Venecia sin máscaras

Venecia sin máscaras

Se informa de que este año los participantes en el Carnaval de Venecia deben descubrir sus caras cuando se lo pida la autoridad. Y todos, antes de acceder a la Plaza de San Marcos, han de ser sometidos a exhaustivos controles que, entre otras obligaciones, incluyen la de quitarse la máscara. Imponderables de la seguridad, que en estos tiempos gana terreno inexorablemente a la libertad. Ni el carnaval escapa a la perversa tendencia, y aunque a pesar de ciertos clamores cavernarios todavía le permitan existir, se le insta a prescindir de uno de sus alicientes más apreciados: el efímero anonimato.

Malos tiempos para la frivolidad bien entendida. El carnaval no es en sí una simple fiesta de disfraces. Esas se pueden celebrar en cualquier fecha del año. Y aunque que en algunas culturas se ha quedado meramente en eso, en muchas sigue manteniendo su esencia. Durante esos días, amparados en la licencia pagana –que liberaba de la rígida norma cristiana imperante el resto del año-, los habitantes de su pueblo o su ciudad daban rienda suelta a sus comportamientos más instintivos, y la máscara o el disfraz simplemente les permitían actuar más desinhibidos y sobre no temer vergüenzas o represalias posteriores, cuando volviera la amarga y rancia Doña Cuaresma, que dijera aquel.

Trasladado a épocas más laicas o menos condicionadas por la religión, el carnaval en muchas culturas significa un escape de las convenciones, las estructuras y los vínculos normalmente aceptados que determinan la vida diaria. Ni familia ni empresa ni jerarquías ni compromisos, nadie se conoce y nadie reconoce nada ni a nadie. Cubriendo sus rostros les resulta más fácil ejercer esa liberación de mente, cuerpo y espíritu, a la que a cara descubierta seguramente no se atreverían. Una vez terminada la fiesta, todos retornan sin problemas a su vida cotidiana normal, sin ningún reproche ni resquemor. Como si nada hubiera pasado, porque a todos los efectos no ha pasado nada… hasta que el año que viene vuelva a pasar.

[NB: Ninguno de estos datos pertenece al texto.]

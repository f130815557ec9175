//! High-level test harness for app-startup metric collection.
//!
//! This module provides the main testing interface through
//! [`StartupTestHarness`]. It combines device control, logcat pumping, and
//! the metrics collector into an ergonomic API for driving launches and
//! waiting for the metrics they produce.
//!
//! # Key Features
//!
//! - **Device control**: force-stop, launch, key injection, display state
//! - **Metric collection**: start/stop sessions, snapshot accumulated metrics
//! - **Wait conditions**: block until the metric map reaches a state
//! - **Launch choreography**: one-call cold/warm/hot launch sequences
//! - **Flexible configuration**: builder for timeout/polling/settle settings
//!
//! # Example
//!
//! ```rust
//! use appstart_testlib::{
//!     cold_startup_key, LaunchKind, ScriptedDevice, StartupTestHarness,
//! };
//!
//! # fn test() -> appstart_testlib::Result<()> {
//! let scripted = ScriptedDevice::new();
//! scripted.script_launch("com.example.app", LaunchKind::Cold, 512);
//!
//! let mut harness = StartupTestHarness::scripted(&scripted);
//! harness.start_collecting()?;
//! harness.cold_launch("com.example.app")?;
//!
//! let metrics = harness.metrics_snapshot();
//! assert_eq!(metrics.values(&cold_startup_key("com.example.app")), vec!["512"]);
//! harness.stop_collecting()?;
//! # Ok(())
//! # }
//! # test().unwrap();
//! ```

use std::time::{Duration, Instant};

use crate::adb::{AdbShell, LogcatStream};
use crate::bridge::LogSource;
use crate::device::TestDevice;
use crate::error::{DeviceTestError, Result};
use crate::keys::KeyCode;
use crate::scripted::ScriptedDevice;
use crate::startup::{AppStartupCollector, LaunchKind, MetricsBag, TransitionFilter};

/// Default timeout for wait operations (5 seconds).
const DEFAULT_TIMEOUT: Duration = Duration::from_secs(5);

/// Default polling interval for wait operations (100ms).
const DEFAULT_POLL_INTERVAL: Duration = Duration::from_millis(100);

/// Default settle delay between device actions (2 seconds).
///
/// Launch commands return before the launch completes; tests against a real
/// device give the device this long to quiesce between actions.
const DEFAULT_ACTION_DELAY: Duration = Duration::from_secs(2);

/// High-level harness driving a device and collecting startup metrics.
///
/// # Builder Pattern
///
/// ```rust,no_run
/// use std::time::Duration;
///
/// use appstart_testlib::StartupTestHarness;
///
/// let mut harness = StartupTestHarness::builder()
///     .with_serial("emulator-5554")
///     .with_timeout(Duration::from_secs(10))
///     .with_poll_interval(Duration::from_millis(50))
///     .build()?;
/// # Ok::<(), appstart_testlib::DeviceTestError>(())
/// ```
pub struct StartupTestHarness {
    device: TestDevice,
    log: Box<dyn LogSource + Send>,
    collector: AppStartupCollector,
    timeout: Duration,
    poll_interval: Duration,
    action_delay: Duration,
}

impl std::fmt::Debug for StartupTestHarness {
    fn fmt(&self, f: &mut std::fmt::Formatter<'_>) -> std::fmt::Result {
        f.debug_struct("StartupTestHarness")
            .field("collector", &self.collector)
            .field("timeout", &self.timeout)
            .field("poll_interval", &self.poll_interval)
            .field("action_delay", &self.action_delay)
            .finish_non_exhaustive()
    }
}

impl StartupTestHarness {
    /// Connects to the default adb device.
    ///
    /// # Errors
    ///
    /// Returns an error if the adb shell or logcat stream cannot be
    /// spawned.
    pub fn connect() -> Result<Self> {
        Self::builder().build()
    }

    /// Creates a harness over a scripted device (no adb required).
    pub fn scripted(device: &ScriptedDevice) -> Self {
        Self::builder().build_scripted(device)
    }

    /// Creates a builder for configuring a harness.
    pub fn builder() -> StartupHarnessBuilder {
        StartupHarnessBuilder::default()
    }

    /// Sets the timeout for wait operations.
    pub fn with_timeout(mut self, timeout: Duration) -> Self {
        self.timeout = timeout;
        self
    }

    /// Sets the polling interval for wait operations.
    pub fn with_poll_interval(mut self, interval: Duration) -> Self {
        self.poll_interval = interval;
        self
    }

    /// Sets the settle delay used between device actions.
    pub fn with_action_delay(mut self, delay: Duration) -> Self {
        self.action_delay = delay;
        self
    }

    /// Returns the device under test for direct command access.
    pub fn device(&mut self) -> &mut TestDevice {
        &mut self.device
    }

    /// Begins a metric collection session.
    ///
    /// # Errors
    ///
    /// Returns [`DeviceTestError::CollectorAlreadyRunning`] if a session
    /// is already active.
    pub fn start_collecting(&mut self) -> Result<()> {
        self.collector.start_collecting()
    }

    /// Ends the metric collection session.
    ///
    /// Buffered log lines are pumped into the collector first so launches
    /// that completed just before the stop are not lost.
    pub fn stop_collecting(&mut self) -> Result<()> {
        let _ = self.pump();
        self.collector.stop_collecting()
    }

    /// Drains the log source into the collector.
    ///
    /// Called automatically by the snapshot and wait methods; call it
    /// manually when feeding assertions from [`collector`](Self::collector)
    /// directly.
    ///
    /// # Errors
    ///
    /// Returns [`DeviceTestError::ShellExited`] once the log stream is gone
    /// and fully drained.
    pub fn pump(&mut self) -> Result<()> {
        for line in self.log.poll_lines()? {
            self.collector.feed_line(&line);
        }
        Ok(())
    }

    /// Returns the collector for direct metric access.
    pub fn collector(&self) -> &AppStartupCollector {
        &self.collector
    }

    /// Pumps pending log lines and clones the accumulated metrics.
    pub fn metrics_snapshot(&mut self) -> MetricsBag {
        // A dead log stream still leaves the accumulated metrics valid.
        let _ = self.pump();
        self.collector.metrics().clone()
    }

    /// Waits for a condition on the metric map, with timeout.
    ///
    /// Polls the log source at the configured interval and checks the
    /// condition against the accumulated metrics.
    ///
    /// # Errors
    ///
    /// Returns a `Timeout` error if the condition is not met within the
    /// configured timeout; the current metric map is dumped to stderr for
    /// debugging.
    ///
    /// # Example
    ///
    /// ```rust,no_run
    /// # use appstart_testlib::StartupTestHarness;
    /// # let mut harness = StartupTestHarness::connect()?;
    /// harness.wait_for(|metrics| metrics.contains_key("cold_startup_total_count"))?;
    /// # Ok::<(), appstart_testlib::DeviceTestError>(())
    /// ```
    pub fn wait_for<F>(&mut self, condition: F) -> Result<()>
    where
        F: Fn(&MetricsBag) -> bool,
    {
        self.wait_for_with_context(condition, "condition")
    }

    /// Waits for a condition with a custom error context.
    ///
    /// # Errors
    ///
    /// Returns a `Timeout` error if the condition is not met in time.
    /// Returns `ShellExited` if the log stream dies before the condition
    /// is met.
    pub fn wait_for_with_context<F>(&mut self, condition: F, description: &str) -> Result<()>
    where
        F: Fn(&MetricsBag) -> bool,
    {
        let start = Instant::now();
        let mut iterations = 0;

        loop {
            match self.pump() {
                Ok(()) => {
                    if condition(self.collector.metrics()) {
                        return Ok(());
                    }
                }
                Err(DeviceTestError::ShellExited) => {
                    // Stream gone; check once against what was collected.
                    if condition(self.collector.metrics()) {
                        return Ok(());
                    }
                    self.dump_wait_state("Log stream exited while waiting for", description, start, iterations);
                    return Err(DeviceTestError::ShellExited);
                }
                Err(e) => return Err(e),
            }

            let elapsed = start.elapsed();
            if elapsed >= self.timeout {
                self.dump_wait_state("Timeout waiting for", description, start, iterations);
                return Err(DeviceTestError::Timeout {
                    timeout_ms: self.timeout.as_millis() as u64,
                });
            }

            iterations += 1;
            std::thread::sleep(self.poll_interval);
        }
    }

    /// Waits for a metric key to appear.
    pub fn wait_for_metric_key(&mut self, key: &str) -> Result<()> {
        let key = key.to_string();
        let description = format!("metric key '{}'", key);
        self.wait_for_with_context(move |metrics| metrics.contains_key(&key), &description)
    }

    /// Waits for a metric key to hold at least `count` values.
    pub fn wait_for_value_count(&mut self, key: &str, count: usize) -> Result<()> {
        let key = key.to_string();
        let description = format!("{} values under '{}'", count, key);
        self.wait_for_with_context(
            move |metrics| metrics.values(&key).len() >= count,
            &description,
        )
    }

    /// Sleeps for the configured settle delay.
    pub fn settle(&self) {
        std::thread::sleep(self.action_delay);
    }

    /// Presses the home key.
    pub fn press_home(&mut self) -> Result<()> {
        self.device.send_keycode(KeyCode::Home)
    }

    /// Performs one cold launch of `package` and waits for its metric.
    ///
    /// Force-stops the package, settles, launches it, then waits for the
    /// cold launch-time key to gain a value.
    pub fn cold_launch(&mut self, package: &str) -> Result<()> {
        self.launch_and_wait(package, LaunchKind::Cold, |h, pkg| {
            h.device.force_stop(pkg)?;
            h.settle();
            h.device.launch_package(pkg)
        })
    }

    /// Performs one warm launch of `package` and waits for its metric.
    ///
    /// Sends the resident app to the background, drops caches, settles,
    /// then relaunches. The package must already have a live process for
    /// the transition to classify as warm.
    pub fn warm_launch(&mut self, package: &str) -> Result<()> {
        self.launch_and_wait(package, LaunchKind::Warm, |h, pkg| {
            h.press_home()?;
            h.device.drop_caches()?;
            h.settle();
            h.device.launch_package(pkg)
        })
    }

    /// Performs one hot launch of `package` and waits for its metric.
    ///
    /// Sends the resident app to the background and brings it straight
    /// back. The package's activity must already be resident for the
    /// transition to classify as hot.
    pub fn hot_launch(&mut self, package: &str) -> Result<()> {
        self.launch_and_wait(package, LaunchKind::Hot, |h, pkg| {
            h.press_home()?;
            h.settle();
            h.device.launch_package(pkg)
        })
    }

    /// Shared launch choreography: act, then wait for the kind's key to
    /// gain one value over its count before the launch.
    fn launch_and_wait<A>(&mut self, package: &str, kind: LaunchKind, act: A) -> Result<()>
    where
        A: FnOnce(&mut Self, &str) -> Result<()>,
    {
        let key = kind.startup_key(package);
        let _ = self.pump();
        let before = self.collector.metrics().values(&key).len();

        act(self, package)?;

        let description = format!("{} launch of {}", kind, package);
        self.wait_for_with_context(
            move |metrics| metrics.values(&key).len() > before,
            &description,
        )
    }

    fn dump_wait_state(&self, prefix: &str, description: &str, start: Instant, iterations: u32) {
        eprintln!("\n=== {} {} ===", prefix, description);
        eprintln!("Waited: {:?} ({} iterations)", start.elapsed(), iterations);
        eprintln!("Collecting: {}", self.collector.is_collecting());
        eprintln!("Current metrics:");
        if self.collector.is_empty() {
            eprintln!("  (empty)");
        }
        for (key, value) in self.collector.metrics().iter() {
            eprintln!("  {} = {}", key, value);
        }
        eprintln!("==========================================\n");
    }
}

/// Builder for [`StartupTestHarness`].
#[derive(Debug, Default)]
pub struct StartupHarnessBuilder {
    serial: Option<String>,
    timeout: Option<Duration>,
    poll_interval: Option<Duration>,
    action_delay: Option<Duration>,
    filter: Option<TransitionFilter>,
}

impl StartupHarnessBuilder {
    /// Pins the harness to a device serial.
    pub fn with_serial(mut self, serial: impl Into<String>) -> Self {
        self.serial = Some(serial.into());
        self
    }

    /// Sets the timeout for wait operations.
    pub fn with_timeout(mut self, timeout: Duration) -> Self {
        self.timeout = Some(timeout);
        self
    }

    /// Sets the polling interval for wait operations.
    pub fn with_poll_interval(mut self, interval: Duration) -> Self {
        self.poll_interval = Some(interval);
        self
    }

    /// Sets the settle delay used between device actions.
    pub fn with_action_delay(mut self, delay: Duration) -> Self {
        self.action_delay = Some(delay);
        self
    }

    /// Restricts which transition kinds the collector records.
    pub fn with_filter(mut self, filter: TransitionFilter) -> Self {
        self.filter = Some(filter);
        self
    }

    /// Builds a harness over a real adb device.
    ///
    /// # Errors
    ///
    /// Returns an error if the adb shell or logcat stream cannot be
    /// spawned.
    pub fn build(self) -> Result<StartupTestHarness> {
        let serial = self.serial.as_deref();
        let shell = AdbShell::connect_serial(serial)?;
        let logcat = LogcatStream::open_serial(serial)?;
        Ok(self.assemble(Box::new(shell), Box::new(logcat)))
    }

    /// Builds a harness over a scripted device.
    pub fn build_scripted(self, device: &ScriptedDevice) -> StartupTestHarness {
        self.assemble(Box::new(device.clone()), Box::new(device.clone()))
    }

    fn assemble(
        self,
        bridge: Box<dyn crate::bridge::DeviceBridge + Send>,
        log: Box<dyn LogSource + Send>,
    ) -> StartupTestHarness {
        let mut collector = AppStartupCollector::new();
        if let Some(filter) = self.filter {
            collector = collector.with_filter(filter);
        }
        StartupTestHarness {
            device: TestDevice::new(bridge),
            log,
            collector,
            timeout: self.timeout.unwrap_or(DEFAULT_TIMEOUT),
            poll_interval: self.poll_interval.unwrap_or(DEFAULT_POLL_INTERVAL),
            action_delay: self.action_delay.unwrap_or(DEFAULT_ACTION_DELAY),
        }
    }
}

Pero si ya de entrada tienes que descubrirte y dar cuenta de quién eres, el asunto pierde mucho de su gracia. De acuerdo que, según lo establecido en Venecia, es sólo un momento y se supone que sólo tendrán que dejarse ver delante de unos policías y de la gente que toque alrededor. Pero ya no será lo mismo. El disfraz de carnaval es distinto de cualquier otro porque, en el fondo, lo que confiere es una identidad insospechada que en el fondo alberga una secreta intimidad. Pasajera, prestada, como un juego, pero intimidad al fin y al cabo. Y el trámite ya habrá supuesto, un poco o un mucho, violarla.

Luego, y no pensemos mal, a saber si ciertos policías no harán uso y abuso de toda esa información que tendrán la oportunidad de descodificar, más allá de la estrictamente necesaria para la misión que se les encomienda. Si les da por contar cositas cual confesores impúdicos, o incluso ir al alcalde, que por lo que parece el actual de la ciudad de los canales está muy por la labor de desfacer entuertos y condenar a herejes, a individuos que leen libros “raros” y a artistas o anónimos que no son de la condición que según él habrían de ser.

Elucubraciones y surrealismos aparte, las medidas impuestas este año en el más glamuroso de los carnavales dejan otro mensaje desalentador. En aras de la supuesta seguridad o del pretendido control, las cabezas pensantes se inclinan por desnaturalizar la vida en sus manifestaciones más espontáneas. Por dejarse aconsejar, por no pillarse los dedos o, quién sabe, siguiendo un protocolo minuciosamente planificado. No sabemos, pero como esto no va a menos sino a más, no nos extrañe que en breve, en unos años, nos deparen un carnaval sin disfraces, un baile sin misterio y una Venecia sin máscaras. Que será peor aún que una “Venecia sin ti”.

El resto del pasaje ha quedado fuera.